Research Project

Toi Tu Ihumātao

“Ki te kahore he whakakitenga ka ngaro te iwi”

Many studies show the resilience of indigenous peoples to environmental and climatic change. For Māori, adaptation is deep-coded in our culture – in our migration from tropical to temperate whenua, in our survival of the mini ice-age of the 15th century and in our endurance through growing ecological crises, beginning with colonisation, that now include climate disasters.

Toi Tu Ihumātao Deep South Challenge
Image supplied.

For Ihumātao – continuously occupied for 800 years – settler development, land confiscations and urbanisation have grossly abused our takiwā and harmed our lifeways. The papakāinga in its Ōruarangi awa catchment is engulfed by the Auckland Metropolis, adjacent to the massive emissions sources of the Auckland International Airport, the Mangere Waste-Water Treatment Plant and the Montgomerie Industrial Zone. We are acutely aware of erosion at our urupā due to stormwater discharge; the pollution of our moana and local atmosphere; and the pressures of urban living.

Climate change brings new hazards. Sea-level rise will seriously impact our papakāinga. Extreme weather, rising temperatures, floods and drought, will also damage Ōruarangi awa. Our resilient whanau will meet these challenges by maintaining kaitiakitanga and rangatiratanga. With collective action and mutual support, in this research we will create initiatives to mitigate and adapt to what is coming. We have done this before and we will do it again!

This on-whenua research project asks: “What are our unique expressions of resilience, adaptation and kaitiakitanga in response to climate change, particularly within our stressful urban setting?” 

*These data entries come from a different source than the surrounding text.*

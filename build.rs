//! Build script to generate the embedded dictionary
//!
//! Reads the word list file and generates Rust source code with a const array.

use std::env;
use std::fs;
use std::io::Write;
use std::path::Path;

fn main() {
    let out_dir = env::var("OUT_DIR").unwrap();

    generate_word_list(
        "data/words.txt",
        &Path::new(&out_dir).join("words.rs"),
        "WORDS",
        "Embedded five-letter dictionary",
    );

    // Rebuild if the word list changes
    println!("cargo:rerun-if-changed=data/words.txt");
}

fn generate_word_list(input_path: &str, output_path: &Path, const_name: &str, doc_comment: &str) {
    let content = fs::read_to_string(input_path)
        .unwrap_or_else(|e| panic!("Failed to read {input_path}: {e}"));

    let words: Vec<&str> = content
        .lines()
        .map(str::trim)
        .filter(|line| !line.is_empty() && !line.starts_with('#'))
        .collect();
    let count = words.len();

    let mut output = fs::File::create(output_path)
        .unwrap_or_else(|e| panic!("Failed to create {}: {e}", output_path.display()));

    writeln!(output, "// Generated word list").unwrap();
    writeln!(output, "//").unwrap();
    writeln!(output, "// {doc_comment} ({count} words)").unwrap();
    writeln!(output).unwrap();
    writeln!(output, "/// {doc_comment} ({count} words)").unwrap();
    writeln!(output, "pub const {const_name}: &[&str] = &[").unwrap();

    for word in words {
        writeln!(output, "    \"{word}\",").unwrap();
    }

    writeln!(output, "];").unwrap();
    writeln!(output).unwrap();
    writeln!(output, "/// Number of words in {const_name}").unwrap();
    writeln!(output, "pub const {const_name}_COUNT: usize = {count};").unwrap();
}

Through this research, we aim to:

  • Develop our ancient and modern practices as sources of resilience
  • Rebuild and enhance our knowledge of, connection to and care of te taiao
  • Position ourselves to respond as kaitiaki to the threats of climate change
  • Develop papakāinga capabilities for adapting, in mana-enhancing ways
  • Identify, lead and undertake community projects as evidence-based action research
  • Determine initiatives to address the growing climate challenges we face.